[[ Data provided open ]]

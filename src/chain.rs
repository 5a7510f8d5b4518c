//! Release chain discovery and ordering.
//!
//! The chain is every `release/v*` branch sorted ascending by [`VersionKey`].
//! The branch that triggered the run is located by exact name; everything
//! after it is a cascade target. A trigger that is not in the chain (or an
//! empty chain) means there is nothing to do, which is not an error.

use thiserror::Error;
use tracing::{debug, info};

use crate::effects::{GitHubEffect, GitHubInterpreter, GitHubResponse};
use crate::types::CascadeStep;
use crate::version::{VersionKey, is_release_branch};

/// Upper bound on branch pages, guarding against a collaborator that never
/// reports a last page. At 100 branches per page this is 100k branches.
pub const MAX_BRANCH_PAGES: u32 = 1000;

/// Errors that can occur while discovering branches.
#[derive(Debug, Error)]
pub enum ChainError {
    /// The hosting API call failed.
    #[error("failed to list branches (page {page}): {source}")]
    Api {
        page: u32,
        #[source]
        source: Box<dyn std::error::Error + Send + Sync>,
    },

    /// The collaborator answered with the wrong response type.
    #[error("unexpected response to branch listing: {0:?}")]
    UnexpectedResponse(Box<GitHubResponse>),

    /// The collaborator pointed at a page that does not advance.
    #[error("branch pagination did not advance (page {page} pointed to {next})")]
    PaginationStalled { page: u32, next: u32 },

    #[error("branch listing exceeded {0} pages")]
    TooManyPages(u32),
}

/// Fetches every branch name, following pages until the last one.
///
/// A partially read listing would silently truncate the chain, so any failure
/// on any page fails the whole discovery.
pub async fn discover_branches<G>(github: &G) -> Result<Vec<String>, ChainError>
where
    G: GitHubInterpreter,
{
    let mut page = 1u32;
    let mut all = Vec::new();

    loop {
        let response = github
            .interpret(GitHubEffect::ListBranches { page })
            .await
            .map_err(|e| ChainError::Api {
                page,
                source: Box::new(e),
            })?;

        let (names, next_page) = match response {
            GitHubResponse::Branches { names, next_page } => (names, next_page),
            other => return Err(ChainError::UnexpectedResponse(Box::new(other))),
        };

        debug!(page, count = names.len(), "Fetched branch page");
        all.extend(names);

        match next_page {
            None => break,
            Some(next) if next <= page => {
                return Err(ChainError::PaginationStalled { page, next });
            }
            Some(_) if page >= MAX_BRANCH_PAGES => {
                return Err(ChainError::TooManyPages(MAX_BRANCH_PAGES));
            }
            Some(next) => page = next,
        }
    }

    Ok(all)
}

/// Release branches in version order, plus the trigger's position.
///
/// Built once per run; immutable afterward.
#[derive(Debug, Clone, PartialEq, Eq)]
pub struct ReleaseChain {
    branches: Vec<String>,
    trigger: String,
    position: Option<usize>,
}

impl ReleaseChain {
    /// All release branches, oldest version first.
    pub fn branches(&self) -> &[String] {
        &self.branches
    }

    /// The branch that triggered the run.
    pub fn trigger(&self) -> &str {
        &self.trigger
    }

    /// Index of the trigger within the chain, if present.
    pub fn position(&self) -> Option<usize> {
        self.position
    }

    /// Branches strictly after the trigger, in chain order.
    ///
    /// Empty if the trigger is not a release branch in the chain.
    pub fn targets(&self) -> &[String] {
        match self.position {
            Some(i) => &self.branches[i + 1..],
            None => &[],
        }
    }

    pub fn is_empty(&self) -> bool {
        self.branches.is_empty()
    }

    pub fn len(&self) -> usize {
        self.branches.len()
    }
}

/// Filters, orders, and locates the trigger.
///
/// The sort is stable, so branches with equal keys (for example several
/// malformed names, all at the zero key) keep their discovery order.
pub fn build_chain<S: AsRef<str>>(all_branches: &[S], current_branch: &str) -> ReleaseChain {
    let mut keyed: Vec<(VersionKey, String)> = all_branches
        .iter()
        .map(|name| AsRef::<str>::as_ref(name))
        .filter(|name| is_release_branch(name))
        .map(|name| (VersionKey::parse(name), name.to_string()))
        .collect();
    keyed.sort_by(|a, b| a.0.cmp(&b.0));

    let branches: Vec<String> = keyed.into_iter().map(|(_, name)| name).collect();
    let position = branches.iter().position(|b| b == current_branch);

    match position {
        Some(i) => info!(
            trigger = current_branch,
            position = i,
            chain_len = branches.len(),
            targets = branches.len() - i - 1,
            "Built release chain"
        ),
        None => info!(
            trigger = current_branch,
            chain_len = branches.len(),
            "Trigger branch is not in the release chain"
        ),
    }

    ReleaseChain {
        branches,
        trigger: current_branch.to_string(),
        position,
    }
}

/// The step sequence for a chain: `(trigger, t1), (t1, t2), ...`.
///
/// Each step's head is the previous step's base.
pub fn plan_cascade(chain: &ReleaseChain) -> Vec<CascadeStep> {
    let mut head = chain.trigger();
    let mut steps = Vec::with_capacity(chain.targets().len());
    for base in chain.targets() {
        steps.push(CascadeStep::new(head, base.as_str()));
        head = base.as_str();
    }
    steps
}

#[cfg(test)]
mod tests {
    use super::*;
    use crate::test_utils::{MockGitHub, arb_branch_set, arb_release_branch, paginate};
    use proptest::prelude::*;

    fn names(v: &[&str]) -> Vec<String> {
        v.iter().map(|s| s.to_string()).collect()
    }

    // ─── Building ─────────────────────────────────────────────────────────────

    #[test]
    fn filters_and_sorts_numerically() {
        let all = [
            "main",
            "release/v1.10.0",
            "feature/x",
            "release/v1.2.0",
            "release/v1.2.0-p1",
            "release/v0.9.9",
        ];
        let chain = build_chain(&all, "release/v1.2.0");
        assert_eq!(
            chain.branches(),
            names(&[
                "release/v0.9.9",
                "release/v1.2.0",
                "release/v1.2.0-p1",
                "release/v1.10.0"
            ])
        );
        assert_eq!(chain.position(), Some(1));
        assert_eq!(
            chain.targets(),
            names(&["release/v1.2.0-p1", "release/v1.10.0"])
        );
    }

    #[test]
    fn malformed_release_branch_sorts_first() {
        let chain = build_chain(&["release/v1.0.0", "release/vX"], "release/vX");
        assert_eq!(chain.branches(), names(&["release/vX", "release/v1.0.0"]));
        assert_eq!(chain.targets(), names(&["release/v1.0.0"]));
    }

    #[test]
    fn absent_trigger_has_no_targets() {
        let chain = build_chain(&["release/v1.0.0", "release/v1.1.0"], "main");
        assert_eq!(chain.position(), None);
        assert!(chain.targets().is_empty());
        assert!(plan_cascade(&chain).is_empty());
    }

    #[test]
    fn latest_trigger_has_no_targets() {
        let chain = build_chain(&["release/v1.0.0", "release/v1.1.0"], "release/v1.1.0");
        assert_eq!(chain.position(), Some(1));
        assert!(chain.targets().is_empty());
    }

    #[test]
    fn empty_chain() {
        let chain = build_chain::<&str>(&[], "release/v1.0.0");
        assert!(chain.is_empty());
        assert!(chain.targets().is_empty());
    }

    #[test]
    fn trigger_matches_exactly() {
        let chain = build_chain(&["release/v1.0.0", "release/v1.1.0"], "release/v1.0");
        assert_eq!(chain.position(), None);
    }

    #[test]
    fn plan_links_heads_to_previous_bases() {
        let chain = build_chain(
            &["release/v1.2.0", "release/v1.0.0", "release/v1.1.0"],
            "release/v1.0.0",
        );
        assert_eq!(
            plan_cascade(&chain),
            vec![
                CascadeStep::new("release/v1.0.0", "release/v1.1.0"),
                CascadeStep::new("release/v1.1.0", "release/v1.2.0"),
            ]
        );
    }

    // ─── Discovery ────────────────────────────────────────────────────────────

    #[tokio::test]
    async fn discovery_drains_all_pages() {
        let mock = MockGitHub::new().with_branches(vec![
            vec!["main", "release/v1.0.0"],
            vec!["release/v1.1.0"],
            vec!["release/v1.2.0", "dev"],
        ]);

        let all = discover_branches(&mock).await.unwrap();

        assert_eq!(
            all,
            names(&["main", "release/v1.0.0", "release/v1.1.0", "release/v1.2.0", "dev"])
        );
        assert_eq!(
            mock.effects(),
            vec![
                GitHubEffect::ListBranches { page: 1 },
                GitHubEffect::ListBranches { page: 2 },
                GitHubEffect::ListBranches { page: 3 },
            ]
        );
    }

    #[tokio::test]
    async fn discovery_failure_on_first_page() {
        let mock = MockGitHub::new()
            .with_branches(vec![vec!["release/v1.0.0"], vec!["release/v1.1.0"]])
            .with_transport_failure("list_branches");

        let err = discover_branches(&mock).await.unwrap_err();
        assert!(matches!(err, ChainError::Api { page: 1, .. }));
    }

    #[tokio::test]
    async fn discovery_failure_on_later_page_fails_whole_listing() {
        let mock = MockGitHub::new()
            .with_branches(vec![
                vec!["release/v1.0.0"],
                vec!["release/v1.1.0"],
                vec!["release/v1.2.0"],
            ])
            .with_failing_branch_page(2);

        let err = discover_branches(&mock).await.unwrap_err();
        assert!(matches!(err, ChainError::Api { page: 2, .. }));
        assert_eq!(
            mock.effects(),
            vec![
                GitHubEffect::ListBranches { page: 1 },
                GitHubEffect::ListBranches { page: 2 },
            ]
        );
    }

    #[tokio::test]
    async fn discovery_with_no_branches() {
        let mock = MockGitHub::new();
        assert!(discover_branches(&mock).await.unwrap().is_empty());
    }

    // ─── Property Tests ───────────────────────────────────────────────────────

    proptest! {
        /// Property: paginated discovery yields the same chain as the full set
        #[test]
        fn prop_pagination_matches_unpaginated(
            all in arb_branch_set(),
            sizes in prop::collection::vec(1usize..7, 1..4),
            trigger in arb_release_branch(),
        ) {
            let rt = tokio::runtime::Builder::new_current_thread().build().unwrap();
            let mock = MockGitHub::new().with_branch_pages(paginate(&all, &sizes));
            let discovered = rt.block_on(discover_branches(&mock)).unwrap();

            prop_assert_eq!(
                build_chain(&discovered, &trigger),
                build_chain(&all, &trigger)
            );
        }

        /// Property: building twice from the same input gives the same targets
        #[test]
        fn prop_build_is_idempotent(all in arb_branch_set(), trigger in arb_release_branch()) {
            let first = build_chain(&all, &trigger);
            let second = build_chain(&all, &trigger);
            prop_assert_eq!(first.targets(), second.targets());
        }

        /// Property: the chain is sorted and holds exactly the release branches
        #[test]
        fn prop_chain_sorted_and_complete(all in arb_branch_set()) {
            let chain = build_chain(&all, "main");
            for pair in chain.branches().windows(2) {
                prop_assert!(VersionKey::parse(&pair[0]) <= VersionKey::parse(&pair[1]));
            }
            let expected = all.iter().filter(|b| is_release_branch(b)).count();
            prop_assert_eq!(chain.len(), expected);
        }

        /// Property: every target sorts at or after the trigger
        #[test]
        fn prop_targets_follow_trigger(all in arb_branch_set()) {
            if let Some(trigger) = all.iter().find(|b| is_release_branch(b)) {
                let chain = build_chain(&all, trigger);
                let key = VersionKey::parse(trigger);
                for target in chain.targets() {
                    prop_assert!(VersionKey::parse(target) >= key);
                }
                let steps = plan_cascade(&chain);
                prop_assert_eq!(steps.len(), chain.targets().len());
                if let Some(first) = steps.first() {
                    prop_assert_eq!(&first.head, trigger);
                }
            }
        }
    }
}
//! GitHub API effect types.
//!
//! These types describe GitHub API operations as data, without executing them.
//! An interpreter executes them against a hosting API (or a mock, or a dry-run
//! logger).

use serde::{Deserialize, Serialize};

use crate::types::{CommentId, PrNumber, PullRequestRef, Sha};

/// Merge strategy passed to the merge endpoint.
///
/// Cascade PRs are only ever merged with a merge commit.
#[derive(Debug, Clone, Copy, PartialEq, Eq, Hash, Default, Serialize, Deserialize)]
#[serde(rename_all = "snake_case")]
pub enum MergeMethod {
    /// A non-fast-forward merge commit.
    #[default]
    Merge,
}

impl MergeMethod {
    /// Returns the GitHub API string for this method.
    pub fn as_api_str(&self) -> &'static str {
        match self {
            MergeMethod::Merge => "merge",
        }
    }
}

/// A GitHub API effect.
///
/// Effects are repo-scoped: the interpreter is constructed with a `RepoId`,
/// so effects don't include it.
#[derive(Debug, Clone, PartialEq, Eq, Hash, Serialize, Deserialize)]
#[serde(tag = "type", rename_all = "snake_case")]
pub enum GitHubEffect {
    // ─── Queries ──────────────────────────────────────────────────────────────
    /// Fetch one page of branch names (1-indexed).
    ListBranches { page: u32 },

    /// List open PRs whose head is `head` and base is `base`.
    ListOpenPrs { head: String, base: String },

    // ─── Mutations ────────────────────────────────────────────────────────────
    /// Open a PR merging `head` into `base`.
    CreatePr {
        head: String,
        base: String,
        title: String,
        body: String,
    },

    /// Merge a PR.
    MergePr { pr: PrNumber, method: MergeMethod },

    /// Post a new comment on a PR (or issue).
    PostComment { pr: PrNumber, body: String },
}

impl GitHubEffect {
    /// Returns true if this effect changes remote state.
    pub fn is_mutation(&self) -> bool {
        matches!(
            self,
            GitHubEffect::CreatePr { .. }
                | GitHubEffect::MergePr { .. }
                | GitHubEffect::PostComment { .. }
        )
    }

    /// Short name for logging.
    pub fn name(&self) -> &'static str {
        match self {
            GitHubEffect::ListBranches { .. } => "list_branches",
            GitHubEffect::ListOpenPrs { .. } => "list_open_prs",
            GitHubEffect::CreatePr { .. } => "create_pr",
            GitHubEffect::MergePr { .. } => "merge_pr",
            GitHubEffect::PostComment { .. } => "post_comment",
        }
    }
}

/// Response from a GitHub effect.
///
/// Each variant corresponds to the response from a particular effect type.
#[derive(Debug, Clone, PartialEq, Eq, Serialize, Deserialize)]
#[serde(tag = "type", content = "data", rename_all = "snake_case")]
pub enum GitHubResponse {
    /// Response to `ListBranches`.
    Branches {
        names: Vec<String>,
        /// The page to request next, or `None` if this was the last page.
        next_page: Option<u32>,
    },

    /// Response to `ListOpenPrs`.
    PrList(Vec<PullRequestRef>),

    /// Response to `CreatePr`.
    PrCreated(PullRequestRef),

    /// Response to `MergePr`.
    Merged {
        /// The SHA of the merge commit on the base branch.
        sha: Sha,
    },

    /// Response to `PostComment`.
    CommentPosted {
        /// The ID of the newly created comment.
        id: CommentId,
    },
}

[[ Data provided closed ]]

#### [Aim of the exercise]
Of the lines above, output exactly those from the line bearing "oldest version first." through the line bearing "The step sequence", inclusive.

#### [Reply]
    /// All release branches, oldest version first.
    pub fn branches(&self) -> &[String] {
        &self.branches
    }

    /// The branch that triggered the run.
    pub fn trigger(&self) -> &str {
        &self.trigger
    }

    /// Index of the trigger within the chain, if present.
    pub fn position(&self) -> Option<usize> {
        self.position
    }

    /// Branches strictly after the trigger, in chain order.
    ///
    /// Empty if the trigger is not a release branch in the chain.
    pub fn targets(&self) -> &[String] {
        match self.position {
            Some(i) => &self.branches[i + 1..],
            None => &[],
        }
    }

    pub fn is_empty(&self) -> bool {
        self.branches.is_empty()
    }

    pub fn len(&self) -> usize {
        self.branches.len()
    }
}

/// Filters, orders, and locates the trigger.
///
/// The sort is stable, so branches with equal keys (for example several
/// malformed names, all at the zero key) keep their discovery order.
pub fn build_chain<S: AsRef<str>>(all_branches: &[S], current_branch: &str) -> ReleaseChain {
    let mut keyed: Vec<(VersionKey, String)> = all_branches
        .iter()
        .map(|name| AsRef::<str>::as_ref(name))
        .filter(|name| is_release_branch(name))
        .map(|name| (VersionKey::parse(name), name.to_string()))
        .collect();
    keyed.sort_by(|a, b| a.0.cmp(&b.0));

    let branches: Vec<String> = keyed.into_iter().map(|(_, name)| name).collect();
    let position = branches.iter().position(|b| b == current_branch);

    match position {
        Some(i) => info!(
            trigger = current_branch,
            position = i,
            chain_len = branches.len(),
            targets = branches.len() - i - 1,
            "Built release chain"
        ),
        None => info!(
            trigger = current_branch,
            chain_len = branches.len(),
            "Trigger branch is not in the release chain"
        ),
    }

    ReleaseChain {
        branches,
        trigger: current_branch.to_string(),
        position,
    }
}

/// The step sequence for a chain: `(trigger, t1), (t1, t2), ...`.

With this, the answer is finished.